In an email to ScienceInsider, van Puijenbroek also worried that the paper will erode public willingness to report to the Dutch registry. “[People who report adverse events to us] have to be sure that the data they are contributing will be used in a correct and scientific sound way. Articles like this undermine this confidence.”

Walach, the first author, says he stands by the paper. He adds that the clinical trials of the vaccines that are now authorized for emergency use, which involved tens of thousands of people, “were not big enough or long enough to really see whatever safety concerns you will have.”

Aukema adds that he’s pleased about the controversy, because it means “the [COVID-19 vaccine safety] topic is getting a lot of attention. I’m happy about that.”

The three authors submitted a rebuttal to Vaccines’s expression of concern on 29 June.

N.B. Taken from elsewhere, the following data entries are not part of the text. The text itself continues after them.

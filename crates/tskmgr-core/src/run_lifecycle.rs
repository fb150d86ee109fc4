//! Run state machine.
//!
//! ```text
//! Created --first task starts--> Started --task fails----------------> Failed
//!                                        --closed, all done, no fail--> Completed
//! Created | Started --abort--> Aborted
//! Created | Started --fail---> Failed
//! ```
//!
//! Functions returning `Option<Run>` yield `None` when the call is a no-op, so
//! the store can skip the write.

use chrono::{DateTime, Utc};

use crate::{CoreError, NewRun, Run, RunId, RunStatus, RunnerId};

/// Build a fresh run from a request.
pub fn create(spec: NewRun, now: DateTime<Utc>) -> Run {
    Run {
        id: RunId::generate(),
        name: spec.name,
        run_type: spec.run_type,
        url: spec.url,
        parameters: spec.parameters,
        prioritization: spec.prioritization,
        affinity: spec.affinity,
        fail_fast: spec.fail_fast,
        status: RunStatus::Created,
        leader_id: None,
        closed: false,
        created_at: now,
        ended_at: None,
    }
}

/// Gate for task batch creation. Status is checked before the closed flag.
pub fn accepts_new_tasks(run: &Run) -> Result<(), CoreError> {
    if run.status.is_terminal() {
        return Err(CoreError::invalid_transition(format!(
            "Run with {} status can't accept new tasks",
            run.status
        )));
    }
    if run.closed {
        return Err(CoreError::ClosedRun);
    }
    Ok(())
}

/// Created -> Started. No-op once the run has moved on.
pub fn mark_started(run: &Run) -> Option<Run> {
    if run.status != RunStatus::Created {
        return None;
    }
    Some(Run {
        status: RunStatus::Started,
        ..run.clone()
    })
}

/// Set the closed flag. Closing twice is a no-op.
pub fn close(run: &Run) -> Option<Run> {
    if run.closed {
        return None;
    }
    Some(Run {
        closed: true,
        ..run.clone()
    })
}

pub fn abort(run: &Run, now: DateTime<Utc>) -> Result<Run, CoreError> {
    end(run, RunStatus::Aborted, "abort", now)
}

pub fn fail(run: &Run, now: DateTime<Utc>) -> Result<Run, CoreError> {
    end(run, RunStatus::Failed, "fail", now)
}

/// Only the aggregator completes runs.
pub fn complete(run: &Run, now: DateTime<Utc>) -> Result<Run, CoreError> {
    end(run, RunStatus::Completed, "complete", now)
}

fn end(run: &Run, status: RunStatus, verb: &str, now: DateTime<Utc>) -> Result<Run, CoreError> {
    if run.has_ended() {
        return Err(CoreError::invalid_transition(format!(
            "Can't {verb} already ended run."
        )));
    }
    Ok(Run {
        status,
        ended_at: Some(now),
        ..run.clone()
    })
}

/// Leader claim: first runner wins, the winner may re-confirm forever.
///
/// Returns the run to write (unchanged when re-confirming) or `None` when
/// another runner already leads.
pub fn set_leader(run: &Run, runner_id: &RunnerId) -> Option<Run> {
    match &run.leader_id {
        None => Some(Run {
            leader_id: Some(runner_id.clone()),
            ..run.clone()
        }),
        Some(_) if run.is_led_by(runner_id) => Some(run.clone()),
        Some(_) => None,
    }
}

In it, they write that they interpreted Lareb’s public statements “to mean that those reports that are obviously without any foundation are taken out such that the final data-base is at least reliable to some degree.”

The authors also insist that they did not imply that the side effects reported in the Dutch registry were necessarily caused by COVID-19 vaccines. “Currently we only have association, we agree, and we never said anything else.”

Petousis-Harris says she has been pleased with what she sees as a speedy and serious response from the leadership at Vaccines, and that her resignation may not be permanent.

“It has been a good, solid, respectable journal. And if [the paper] is going to be retracted … then I would still be happy to part of the team.”

*Update, 2 July, 12:10 p.m.: This article has been updated to note Vaccines retracted the paper.